Summary:	DHT-rebalance: rebalance status shows failed when replica pair bricks are brought down in distrep volume while re-name of files going on
Product:	[Red Hat Storage] Red Hat Gluster Storage	Reporter:	Nithya Balachandran <nbalacha>
Component:	distribute	Assignee:	Nithya Balachandran <nbalacha>
Status:	CLOSED ERRATA	QA Contact:	krishnaram Karthick <kramdoss>
Severity:	high	Docs Contact:
Priority:	high
Version:	rhgs-3.1	CC:	amukherj, annair, asriram, asrivast, bmohanra, byarlaga, nbalacha, rcyriac, rgowdapp, rhinduja, rhs-bugs, rmekala, sankarshan, sashinde, shmohan, smohan, spalai
Target Milestone:	---	Keywords:	ZStream
Target Release:	RHGS 3.1.3
Hardware:	x86_64
OS:	Linux
Whiteboard:
Fixed In Version:	glusterfs-3.7.9-1	Doc Type:	Bug Fix
Doc Text:		Story Points:	---
Clone Of:	1237059	Environment:
Last Closed:	2016-06-23 05:04:13 UTC	Type:	Bug
Regression:	---	Mount Type:	---
Documentation:	---	CRM:
Verified Versions:		Category:	---
oVirt Team:	---	RHEL 7.3 requirements from Atomic Host:
Cloudforms Team:	---	Target Upstream Version:
Embargoed:
Bug Depends On:
Bug Blocks:	1311817

Comment 7 krishnaram Karthick 2016-04-19 08:27:57 UTC

Verified the bug on build - glusterfs-server-3.7.9-1.el7rhgs.x86_64

steps followed to verify:

Test1:
1) created a 4 x 2 dis rep vol (say brick-1 till brick-8)
2) created a dir and under this directory created 10k files
3) Added 4 more bricks
4) Initiated rebalance process
5) killed brick 1

Rebalance process halted on replica pair of brick-1 and brick-2. Rebalance on other bricks went on to complete. There was no inconsistency with the rebalance status. This is expected behavior as rebalance of all files fail under a directory when readdirp fails. To validate this, performed test-2

Test2:

1) created a 4 x 2 dis rep vol (say brick-1 till brick-8)
2) created 100 dirs - dir-{1..100}
3) created 1k files under each directory of directory
4) Added 4 more bricks
5) Initiated rebalance process
6) killed brick 1

Rebalance process continued on all replica-pairs.
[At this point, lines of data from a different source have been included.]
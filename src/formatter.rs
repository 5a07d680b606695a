//! Emote-aware console message formatting.

use std::collections::HashMap;

use crate::{EmoteSizing, EmoteTable, Renderer};

/// Formatter configuration, supplied once at construction.
#[derive(Clone, Debug, Default)]
pub struct FormatterConfig {
    /// Pixel sizing parameters
    pub sizing: EmoteSizing,
    /// Target console renderer; `None` selects the generic fallback styling
    pub renderer: Option<Renderer>,
}

impl FormatterConfig {
    /// Create a config targeting a specific renderer with default sizing.
    pub fn for_renderer(renderer: Renderer) -> Self {
        Self {
            sizing: EmoteSizing::default(),
            renderer: Some(renderer),
        }
    }
}

/// A lazily resolved emote, cached for the formatter's lifetime.
#[derive(Clone, Debug, PartialEq)]
pub struct ResolvedEmote {
    /// Token name this emote was resolved for
    pub name: String,
    /// Aspect ratio multiplied by the size modifier
    pub effective_ratio: f64,
    /// Pre-rendered CSS fragment for the `%c` placeholder
    pub style: String,
}

/// One contiguous piece of a formatted message.
#[derive(Clone, Debug, PartialEq)]
pub enum FormatSegment {
    /// A run of literal words, re-joined with single spaces
    Text(String),
    /// A single emote reference
    Emote(ResolvedEmote),
}

/// A `%c%s` template plus its flat, positionally consumed argument list.
///
/// The host console substitutes each `%c` with the next style argument and
/// each `%s` with the next text argument, in call order; `args` therefore
/// always holds exactly two entries per template pair.
#[derive(Clone, Debug, PartialEq)]
pub struct FormattedMessage {
    /// Template of `%c%s` pairs joined by single spaces
    pub template: String,
    /// Interleaved style/text arguments
    pub args: Vec<String>,
}

/// Result of a formatting call.
///
/// `PassThrough` is a boundary contract, not an error: empty or
/// whitespace-only input should be printed raw by the caller instead of
/// going through a styled template.
#[derive(Clone, Debug, PartialEq)]
pub enum FormatOutcome {
    /// Input produced a styled template/argument pair
    Styled(FormattedMessage),
    /// Input should be printed unformatted by the caller
    PassThrough,
}

impl FormatOutcome {
    /// Returns the styled message, or `None` for pass-through.
    pub fn styled(self) -> Option<FormattedMessage> {
        match self {
            FormatOutcome::Styled(message) => Some(message),
            FormatOutcome::PassThrough => None,
        }
    }
}

/// Formats console messages, replacing known emote tokens with styled
/// background-image placeholders.
///
/// Owns the descriptor table and a per-token resolution cache. The cache is
/// keyed by token name only: the first resolve of a token fixes its size
/// modifier, and later resolves of the same token with a different modifier
/// return the originally cached value. Callers depend on this, so changing
/// the keying needs explicit sign-off rather than a quiet fix.
///
/// ## Example
///
/// ```rust
/// use emote_console::{
///     EmoteDescriptor, EmoteFormatter, EmoteTable, FormatOutcome, FormatterConfig, Renderer,
/// };
///
/// let table = EmoteTable::from_entries([(
///     "Smile".to_string(),
///     EmoteDescriptor::new("data:image/png;base64,c21pbGU=".to_string()),
/// )])
/// .unwrap();
///
/// let mut formatter = EmoteFormatter::new(table, FormatterConfig::for_renderer(Renderer::Chromium));
///
/// match formatter.format("hello Smile world") {
///     FormatOutcome::Styled(message) => {
///         assert_eq!(message.template, "%c%s %c%s %c%s");
///         assert_eq!(message.args.len(), 6);
///     }
///     FormatOutcome::PassThrough => unreachable!(),
/// }
/// ```
#[derive(Clone, Debug)]
pub struct EmoteFormatter {
    table: EmoteTable,
    sizing: EmoteSizing,
    renderer: Option<Renderer>,
    cache: HashMap<String, ResolvedEmote>,
}

impl EmoteFormatter {
    /// Create a formatter over a descriptor table.
    ///
    /// Never fails: an unrecognized renderer logs a warning and the
    /// formatter keeps working through the generic fallback styling.
    pub fn new(table: EmoteTable, config: FormatterConfig) -> Self {
        if config.renderer.is_none() {
            log::warn!(
                "console renderer not recognized; emotes use fallback styling \
                 (force a renderer in the config if they render correctly)"
            );
        }

        Self {
            table,
            sizing: config.sizing,
            renderer: config.renderer,
            cache: HashMap::new(),
        }
    }

    /// The renderer this formatter styles for (`None` = fallback path).
    #[inline]
    pub fn renderer(&self) -> Option<Renderer> {
        self.renderer
    }

    /// The descriptor table backing this formatter.
    #[inline]
    pub fn table(&self) -> &EmoteTable {
        &self.table
    }

    /// Resolve a token into its styling record, caching on first use.
    ///
    /// Returns `None` when the token is not in the descriptor table. A
    /// cached entry is returned as-is regardless of `modifier` (see the
    /// type-level note on cache keying).
    pub fn resolve(&mut self, token: &str, modifier: f64) -> Option<ResolvedEmote> {
        if let Some(cached) = self.cache.get(token) {
            return Some(cached.clone());
        }

        let descriptor = self.table.get(token)?;
        let ratio = descriptor.ratio();
        let style = self
            .sizing
            .style_fragment(self.renderer, &descriptor.image_data, ratio, modifier);

        let resolved = ResolvedEmote {
            name: token.to_string(),
            effective_ratio: ratio * modifier,
            style,
        };
        self.cache.insert(token.to_string(), resolved.clone());

        Some(resolved)
    }

    /// Split input into literal-text runs and emote segments.
    ///
    /// Words split on single spaces and consecutive spaces collapse.
    /// Adjacent literal words merge into one run; each emote token starts
    /// its own segment and never merges with neighbors.
    pub fn segment(&mut self, input: &str) -> Vec<FormatSegment> {
        let mut segments: Vec<FormatSegment> = Vec::new();

        for word in input.split(' ').filter(|w| !w.is_empty()) {
            if self.table.contains(word) {
                // contains() above guarantees resolve() finds the token.
                if let Some(emote) = self.resolve(word, 1.0) {
                    segments.push(FormatSegment::Emote(emote));
                }
            } else {
                match segments.last_mut() {
                    Some(FormatSegment::Text(run)) => {
                        run.push(' ');
                        run.push_str(word);
                    }
                    _ => segments.push(FormatSegment::Text(word.to_string())),
                }
            }
        }

        segments
    }

    /// Format an input string into a styled console message.
    ///
    /// Empty and whitespace-only input yield [`FormatOutcome::PassThrough`];
    /// the caller prints the raw value in that case. Literal runs get an
    /// empty style and their joined words as text; emotes get their CSS
    /// fragment and a pure-whitespace text sized to the emote's width.
    pub fn format(&mut self, input: &str) -> FormatOutcome {
        if input.trim().is_empty() {
            return FormatOutcome::PassThrough;
        }

        let segments = self.segment(input);
        let mut pairs = Vec::with_capacity(segments.len());
        let mut args = Vec::with_capacity(segments.len() * 2);

        for segment in segments {
            pairs.push("%c%s");
            match segment {
                FormatSegment::Text(run) => {
                    args.push(String::new());
                    args.push(run);
                }
                FormatSegment::Emote(emote) => {
                    let padding = self.sizing.padding_run(emote.effective_ratio);
                    args.push(emote.style);
                    args.push(padding);
                }
            }
        }

        FormatOutcome::Styled(FormattedMessage {
            template: pairs.join(" "),
            args,
        })
    }
}
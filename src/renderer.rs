//! Host console renderer detection.

/// Class of host console environment whose styling quirks determine
/// which CSS strategy is used.
#[derive(Clone, Copy, Debug, PartialEq, Eq)]
pub enum Renderer {
    /// Chromium-family devtools (Chrome, Edge, Brave, ...)
    Chromium,
    /// Firefox devtools
    Firefox,
}

impl Renderer {
    /// Classify the host environment from its observable signals.
    ///
    /// `has_chrome_object` reports whether the global `chrome` object exists
    /// (present in Chromium-family browsers only); `user_agent` is matched
    /// case-insensitively. Returns `None` for unrecognized environments,
    /// which downstream styling treats as the generic fallback.
    ///
    /// ## Example
    ///
    /// ```rust
    /// use emote_console::Renderer;
    ///
    /// let ua = "Mozilla/5.0 (X11; Linux x86_64; rv:115.0) Gecko/20100101 Firefox/115.0";
    /// assert_eq!(Renderer::from_signals(ua, false), Some(Renderer::Firefox));
    /// ```
    pub fn from_signals(user_agent: &str, has_chrome_object: bool) -> Option<Self> {
        let ua = user_agent.to_ascii_lowercase();
        if has_chrome_object || ua.contains("chrome") {
            Some(Renderer::Chromium)
        } else if ua.contains("firefox") {
            Some(Renderer::Firefox)
        } else {
            None
        }
    }
}

impl std::fmt::Display for Renderer {
    fn fmt(&self, f: &mut std::fmt::Formatter<'_>) -> std::fmt::Result {
        match self {
            Renderer::Chromium => write!(f, "chromium"),
            Renderer::Firefox => write!(f, "firefox"),
        }
    }
}

#[cfg(test)]
mod tests {
    use super::*;

    const CHROME_UA: &str = "Mozilla/5.0 (Windows NT 10.0; Win64; x64) AppleWebKit/537.36 \
                             (KHTML, like Gecko) Chrome/120.0.0.0 Safari/537.36";
    const FIREFOX_UA: &str =
        "Mozilla/5.0 (X11; Linux x86_64; rv:115.0) Gecko/20100101 Firefox/115.0";
    const SAFARI_UA: &str = "Mozilla/5.0 (Macintosh; Intel Mac OS X 10_15_7) \
                             AppleWebKit/605.1.15 (KHTML, like Gecko) Version/17.0 Safari/605.1.15";

    #[test]
    fn test_detect_chromium_from_user_agent() {
        assert_eq!(
            Renderer::from_signals(CHROME_UA, false),
            Some(Renderer::Chromium)
        );
    }

    #[test]
    fn test_detect_chromium_from_chrome_object() {
        // The chrome global wins even when the UA says nothing useful.
        assert_eq!(
            Renderer::from_signals("some embedded webview", true),
            Some(Renderer::Chromium)
        );
    }

    #[test]
    fn test_detect_firefox() {
        assert_eq!(
            Renderer::from_signals(FIREFOX_UA, false),
            Some(Renderer::Firefox)
        );
    }

    #[test]
    fn test_unrecognized_environment() {
        assert_eq!(Renderer::from_signals(SAFARI_UA, false), None);
        assert_eq!(Renderer::from_signals("", false), None);
    }

    #[test]
    fn test_case_insensitive_match() {
        assert_eq!(
            Renderer::from_signals("CHROME/99", false),
            Some(Renderer::Chromium)
        );
        assert_eq!(
            Renderer::from_signals("FIREFOX/99", false),
            Some(Renderer::Firefox)
        );
    }

    #[test]
    fn test_display() {
        assert_eq!(Renderer::Chromium.to_string(), "chromium");
        assert_eq!(Renderer::Firefox.to_string(), "firefox");
    }
}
When readdirp fails on one  directory, it continued on subsequent dirs. This is as expected and rebalance status was consistent across all the nodes. 

Hence, marking this bug as verified.

Comment 9 errata-xmlrpc 2016-06-23 05:04:13 UTC

Since the problem described in this bug report should be
resolved in a recent advisory, it has been closed with a
resolution of ERRATA.

For information on the advisory, and where to find the updated
files, follow the link below.

If the solution does not work for you, open a new bug report.

https://access.redhat.com/errata/RHBA-2016:1240